466 Background: Microsatellite Instability (MSI-H) occurs in 10-20% of colon tumors and has been attributed predominantly to gene silencing of DNA mismatch repairs (MMR) genes by mutation or methylation, including MSH2, PMS2 and in particular MLH1. Methods: MSI status for 276 primary stage II and III colorectal tumors have been determined (n=29 MSI-H, n=247 MSS and MSI-L) by immunohistochemically staining of MLH1 and PMS2 (for 90 patients) or by PRC amplification of six microsatellite DNA regions from paired normal and tumor tissues (for 186 patients). Full genome gene expression data for the same 276 tumors was available and used to identify genes that correlate with MSI-H status. All samples had full clinical information including 5-year follow-up and ColoPrint results (as described in Salazar et al. JCO 2011). Results: Most MSI-H patients were classified as ColoPrint low risk (26 of 29 patients; 90%) however this is only as subgroup of the 195 patients identified by ColoPrint as low risk. While ColoPrint had great prognostic power in this dataset (HR 2.37, p=0.0006), it does not identify MSI-H patients with high specificity. We therefore developed a MSI-gene signature of 64 genes using a 10-fold cross validation procedure to complement ColoPrint. The MSI-signature identifies MSI-H patients with high sensitivity (93.1% (27/29)) and high specificity (87.9% (217/247)) and an overall accuracy of 88.4% (244/276).

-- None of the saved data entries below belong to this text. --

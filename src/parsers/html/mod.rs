pub mod dom;
pub mod extract;
pub mod metadata;
pub mod serialize;
pub mod translate;

pub use dom::{
    append_child, clone_subtree, detach_node, find_by_class, find_by_id, find_by_tag,
    get_node_attr, get_node_name, get_parent, html_to_dom, set_node_attr, text_content, walk,
};
pub use extract::extract_main_content;
pub use metadata::extract_title;
pub use serialize::serialize_fragment;
pub use translate::{translate_fragment, TranslateStats};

The MSI-signature has prognostic power in the subset of stage II patients (n=215) with HR = 2.38 (95% CI 1.15-4.93, p=0.06. However, in multivariate analysis of MSI status and all clinical factors, ColoPrint was the only significant prognostic factor (HR 3.2; p=0.0014). The MSI-signature is currently validated in an independent patients set of 132 stage II patients (31 MSI-H, 101 MSS). Conclusions: The diagnostic MSI signature identifies patients with MSI-H status with high accuracy. In combination with the prognostic power of ColoPrint, the identification of MSI-H patients might add additional information for treatment of stage II patients.